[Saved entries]
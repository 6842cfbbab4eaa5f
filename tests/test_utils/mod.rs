//! Test utilities for running the service over real sockets.
//!
//! Spawns the full router on an ephemeral port and shuts it down gracefully
//! when the handle is dropped or explicitly shut down.

use anyhow::{Context, Result};
use fault_normalizer::{
    config::AppConfig,
    server::{AppState, create_app},
};
use tokio::{net::TcpListener, sync::oneshot, task::JoinHandle};

pub struct TestServerHandle {
    shutdown_tx: Option<oneshot::Sender<()>>,
    join_handle: Option<JoinHandle<Result<()>>>,
}

impl TestServerHandle {
    fn new(shutdown_tx: oneshot::Sender<()>, join_handle: JoinHandle<Result<()>>) -> Self {
        Self {
            shutdown_tx: Some(shutdown_tx),
            join_handle: Some(join_handle),
        }
    }

    pub async fn shutdown(mut self) -> Result<()> {
        if let Some(tx) = self.shutdown_tx.take() {
            let _ = tx.send(());
        }

        if let Some(handle) = self.join_handle.take() {
            let result = handle.await.context("server task join failed")?;
            result?;
        }

        Ok(())
    }
}

impl Drop for TestServerHandle {
    fn drop(&mut self) {
        if let Some(tx) = self.shutdown_tx.take() {
            let _ = tx.send(());
        }
    }
}

/// Spawn the application on `127.0.0.1:0` and return its base URL
pub async fn spawn_test_app(config: AppConfig) -> (String, TestServerHandle) {
    let app = create_app(AppState::new(config));

    let listener = TcpListener::bind("127.0.0.1:0").await.unwrap();
    let addr = listener.local_addr().unwrap();
    let server_url = format!("http://{}", addr);

    let (ready_tx, ready_rx) = oneshot::channel();
    let (shutdown_tx, shutdown_rx) = oneshot::channel();

    let server_task = tokio::spawn(async move {
        let server = axum::serve(listener, app).with_graceful_shutdown(async {
            let _ = shutdown_rx.await;
        });

        let _ = ready_tx.send(());

        server.await.context("axum server error")
    });

    ready_rx.await.expect("server task to signal readiness");

    (server_url, TestServerHandle::new(shutdown_tx, server_task))
}

/// Configuration with Basic authentication for `username` / `password`
#[allow(dead_code)]
pub fn secured_config() -> AppConfig {
    AppConfig {
        security_enabled: true,
        security_user_name: Some("username".to_string()),
        security_user_password: Some("password".to_string()),
        ..Default::default()
    }
}
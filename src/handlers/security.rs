//! Security controller: served behind Basic authentication, raises
//! authentication and authorization faults.

use axum::{
    Router,
    extract::{Path, rejection::PathRejection},
    http::StatusCode,
    middleware,
    routing::get,
};

use crate::auth::{AuthenticatedUser, deny_all_guard};
use crate::error::{AuthenticationFault, AuthorizationFault, Fault};
use crate::server::AppState;

pub fn routes() -> Router<AppState> {
    Router::new()
        .route(
            "/deny-all",
            get(get_access_denied).route_layer(middleware::from_fn(deny_all_guard)),
        )
        .route("/exception/{exception_id}", get(get_specific_exception))
}

/// Never reached: the deny-all guard rejects every caller
pub async fn get_access_denied() -> StatusCode {
    StatusCode::NO_CONTENT
}

/// Raise the security fault named by `exception_id`
pub async fn get_specific_exception(
    AuthenticatedUser(user): AuthenticatedUser,
    exception_id: Result<Path<String>, PathRejection>,
) -> Result<(), Fault> {
    let Path(exception_id) = exception_id?;
    tracing::debug!(user = %user, exception_id = %exception_id, "Raising security fault");

    Err(match exception_id.as_str() {
        "bad-credentials" => Fault::Authentication(AuthenticationFault::BadCredentials(
            "Fake bad credentials".to_string(),
        )),
        "access-denied" => Fault::Authorization(AuthorizationFault::AccessDenied(
            "Fake access denied".to_string(),
        )),
        "account-expired" => Fault::Authentication(AuthenticationFault::AccountExpired(
            "Fake account expired".to_string(),
        )),
        other => Fault::Authentication(AuthenticationFault::Other(other.to_string())),
    })
}
//! # Fault Normalizer Main Entry Point

use fault_normalizer::{config::ConfigLoader, server::run_server, telemetry::init_tracing};

#[tokio::main]
async fn main() -> Result<(), Box<dyn std::error::Error>> {
    // Load configuration from layered env files and variables
    let config = ConfigLoader::new().load()?;

    init_tracing(&config)?;

    tracing::info!(profile = %config.profile, "Loaded configuration");
    if let Ok(redacted_json) = config.redacted_json() {
        tracing::debug!(configuration = %redacted_json, "Effective configuration");
    }

    run_server(config).await
}
//! # Constraint Validation
//!
//! Minimal constraint checks that collect [`Violation`]s in evaluation order.
//! A violation path names the invoked operation, then the parameter and
//! optionally the field (`doSomething.requestBody.value`).

use std::fmt;

use crate::error::{Fault, ValidationOrigin};

/// A single failed constraint
#[derive(Debug, Clone, PartialEq, Eq)]
pub struct Violation {
    pub path: String,
    pub message: String,
}

impl Violation {
    pub fn new<P: Into<String>, M: Into<String>>(path: P, message: M) -> Self {
        Self {
            path: path.into(),
            message: message.into(),
        }
    }
}

impl fmt::Display for Violation {
    fn fmt(&self, f: &mut fmt::Formatter<'_>) -> fmt::Result {
        write!(f, "{}: {}", self.path, self.message)
    }
}

/// Violations collected for one validated invocation, in evaluation order
#[derive(Debug, Clone, Default, PartialEq, Eq)]
pub struct Violations(Vec<Violation>);

impl Violations {
    pub fn new() -> Self {
        Self::default()
    }

    /// Record the outcome of a single constraint check
    pub fn check(&mut self, outcome: Option<Violation>) -> &mut Self {
        if let Some(violation) = outcome {
            self.0.push(violation);
        }
        self
    }

    pub fn extend(&mut self, other: Violations) -> &mut Self {
        self.0.extend(other.0);
        self
    }

    pub fn is_empty(&self) -> bool {
        self.0.is_empty()
    }

    pub fn len(&self) -> usize {
        self.0.len()
    }

    pub fn iter(&self) -> impl Iterator<Item = &Violation> {
        self.0.iter()
    }

    /// `Ok` when nothing was violated, otherwise a validation fault raised at `origin`
    pub fn into_result(self, origin: ValidationOrigin) -> Result<(), Fault> {
        if self.is_empty() {
            Ok(())
        } else {
            Err(Fault::Validation {
                origin,
                violations: self,
            })
        }
    }
}

impl From<Vec<Violation>> for Violations {
    fn from(violations: Vec<Violation>) -> Self {
        Self(violations)
    }
}

impl fmt::Display for Violations {
    fn fmt(&self, f: &mut fmt::Formatter<'_>) -> fmt::Result {
        for (index, violation) in self.0.iter().enumerate() {
            if index > 0 {
                f.write_str(", ")?;
            }
            write!(f, "{}", violation)?;
        }
        Ok(())
    }
}

/// Types that can check their own constraints.
///
/// `path` is the prefix for every violation path, usually `<operation>.<parameter>`.
pub trait Validate {
    fn validate(&self, path: &str) -> Violations;
}

/// Join a parent path and a field name
pub fn field_path(parent: &str, field: &str) -> String {
    format!("{}.{}", parent, field)
}

pub fn not_null<T>(path: &str, value: &Option<T>) -> Option<Violation> {
    value
        .is_none()
        .then(|| Violation::new(path, "must not be null"))
}

/// Length check in characters; an absent value is left to [`not_null`]
pub fn size(path: &str, value: Option<&str>, min: usize, max: usize) -> Option<Violation> {
    let length = value?.chars().count();
    (length < min || length > max)
        .then(|| Violation::new(path, format!("size must be between {} and {}", min, max)))
}

pub fn min(path: &str, value: i64, min: i64) -> Option<Violation> {
    (value < min).then(|| {
        Violation::new(path, format!("must be greater than or equal to {}", min))
    })
}
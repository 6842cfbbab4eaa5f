//! # Authentication and Authorization
//!
//! HTTP Basic authentication against the single configured user, plus the
//! deny-all guard. Missing credentials surface as an authentication fault and
//! are normalized like any other fault; wrong credentials short-circuit to a
//! bare `401` challenge without a JSON body.

use std::sync::Arc;

use axum::{
    extract::{FromRef, FromRequestParts, Request, State},
    http::{
        HeaderMap, HeaderValue, StatusCode,
        header::{AUTHORIZATION, WWW_AUTHENTICATE},
        request::Parts,
    },
    middleware::Next,
    response::{IntoResponse, Response},
};
use base64::{Engine as _, engine::general_purpose};
use subtle::ConstantTimeEq;
use thiserror::Error;

use crate::config::AppConfig;
use crate::error::{AuthenticationFault, AuthorizationFault, Fault};
use crate::server::AppState;

const BASIC_REALM: &str = r#"Basic realm="Realm""#;

/// Name of the user that passed Basic authentication
#[derive(Debug, Clone, PartialEq, Eq)]
pub struct AuthenticatedUser(pub String);

/// Decoded `Authorization: Basic` credentials
#[derive(Debug, Clone, PartialEq, Eq)]
pub struct BasicCredentials {
    pub username: String,
    pub password: String,
}

/// Reasons a present `Authorization` header could not be decoded
#[derive(Debug, Error, PartialEq, Eq)]
pub enum CredentialsError {
    #[error("Authorization header is not valid ASCII")]
    InvalidHeader,
    #[error("Basic credentials are not valid base64")]
    InvalidEncoding,
    #[error("Basic credentials are missing the ':' separator")]
    MissingSeparator,
}

impl FromRef<AppState> for Arc<AppConfig> {
    fn from_ref(app_state: &AppState) -> Self {
        Arc::clone(&app_state.config)
    }
}

/// Authentication middleware for HTTP Basic credentials
pub async fn basic_auth_middleware(
    State(config): State<Arc<AppConfig>>,
    mut request: Request,
    next: Next,
) -> Result<Response, Fault> {
    let credentials = match extract_basic_credentials(request.headers()) {
        Ok(Some(credentials)) => credentials,
        Ok(None) => {
            return Err(Fault::Authentication(
                AuthenticationFault::MissingCredentials,
            ));
        }
        Err(err) => {
            tracing::debug!(error = %err, "Rejected malformed Basic credentials");
            return Ok(basic_challenge());
        }
    };

    if !credentials_match(&config, &credentials) {
        tracing::debug!(user = %credentials.username, "Rejected Basic credentials");
        return Ok(basic_challenge());
    }

    tracing::debug!(user = %credentials.username, "Authenticated request");
    request
        .extensions_mut()
        .insert(AuthenticatedUser(credentials.username));

    Ok(next.run(request).await)
}

/// Guard that refuses every caller, authenticated or not
pub async fn deny_all_guard(_request: Request, _next: Next) -> Result<Response, Fault> {
    Err(Fault::Authorization(AuthorizationFault::AccessDenied(
        "Access is denied".to_string(),
    )))
}

/// Bare `401` with a Basic challenge and no body
pub fn basic_challenge() -> Response {
    (
        StatusCode::UNAUTHORIZED,
        [(WWW_AUTHENTICATE, HeaderValue::from_static(BASIC_REALM))],
    )
        .into_response()
}

/// Read Basic credentials; `Ok(None)` when the request carries none.
///
/// Headers using another scheme are treated as carrying no credentials.
pub fn extract_basic_credentials(
    headers: &HeaderMap,
) -> Result<Option<BasicCredentials>, CredentialsError> {
    let Some(value) = headers.get(AUTHORIZATION) else {
        return Ok(None);
    };
    let header = value.to_str().map_err(|_| CredentialsError::InvalidHeader)?;

    let Some((scheme, encoded)) = header.trim().split_once(' ') else {
        return Ok(None);
    };
    if !scheme.eq_ignore_ascii_case("basic") {
        return Ok(None);
    }

    let decoded = general_purpose::STANDARD
        .decode(encoded.trim())
        .map_err(|_| CredentialsError::InvalidEncoding)?;
    let decoded = String::from_utf8(decoded).map_err(|_| CredentialsError::InvalidEncoding)?;

    let (username, password) = decoded
        .split_once(':')
        .ok_or(CredentialsError::MissingSeparator)?;

    Ok(Some(BasicCredentials {
        username: username.to_string(),
        password: password.to_string(),
    }))
}

fn credentials_match(config: &AppConfig, credentials: &BasicCredentials) -> bool {
    let (Some(user), Some(password)) = (
        config.security_user_name.as_deref(),
        config.security_user_password.as_deref(),
    ) else {
        return false;
    };

    let user_ok: bool = credentials.username.as_bytes().ct_eq(user.as_bytes()).into();
    let password_ok: bool = credentials
        .password
        .as_bytes()
        .ct_eq(password.as_bytes())
        .into();
    user_ok & password_ok
}

impl<S> FromRequestParts<S> for AuthenticatedUser
where
    S: Sync,
{
    type Rejection = Fault;

    async fn from_request_parts(parts: &mut Parts, _state: &S) -> Result<Self, Self::Rejection> {
        parts
            .extensions
            .get::<AuthenticatedUser>()
            .cloned()
            .ok_or(Fault::Authentication(
                AuthenticationFault::MissingCredentials,
            ))
    }
}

● Task
Transcribe the records above exactly, beginning at the line that contains "rejects every caller" and ending with the line that contains "init_tracing(&config)?;", both included, and nothing else.

● Exercise output
/// Never reached: the deny-all guard rejects every caller
pub async fn get_access_denied() -> StatusCode {
    StatusCode::NO_CONTENT
}

/// Raise the security fault named by `exception_id`
pub async fn get_specific_exception(
    AuthenticatedUser(user): AuthenticatedUser,
    exception_id: Result<Path<String>, PathRejection>,
) -> Result<(), Fault> {
    let Path(exception_id) = exception_id?;
    tracing::debug!(user = %user, exception_id = %exception_id, "Raising security fault");

    Err(match exception_id.as_str() {
        "bad-credentials" => Fault::Authentication(AuthenticationFault::BadCredentials(
            "Fake bad credentials".to_string(),
        )),
        "access-denied" => Fault::Authorization(AuthorizationFault::AccessDenied(
            "Fake access denied".to_string(),
        )),
        "account-expired" => Fault::Authentication(AuthenticationFault::AccountExpired(
            "Fake account expired".to_string(),
        )),
        other => Fault::Authentication(AuthenticationFault::Other(other.to_string())),
    })
}
//! # Fault Normalizer Main Entry Point

use fault_normalizer::{config::ConfigLoader, server::run_server, telemetry::init_tracing};

#[tokio::main]
async fn main() -> Result<(), Box<dyn std::error::Error>> {
    // Load configuration from layered env files and variables
    let config = ConfigLoader::new().load()?;

    init_tracing(&config)?;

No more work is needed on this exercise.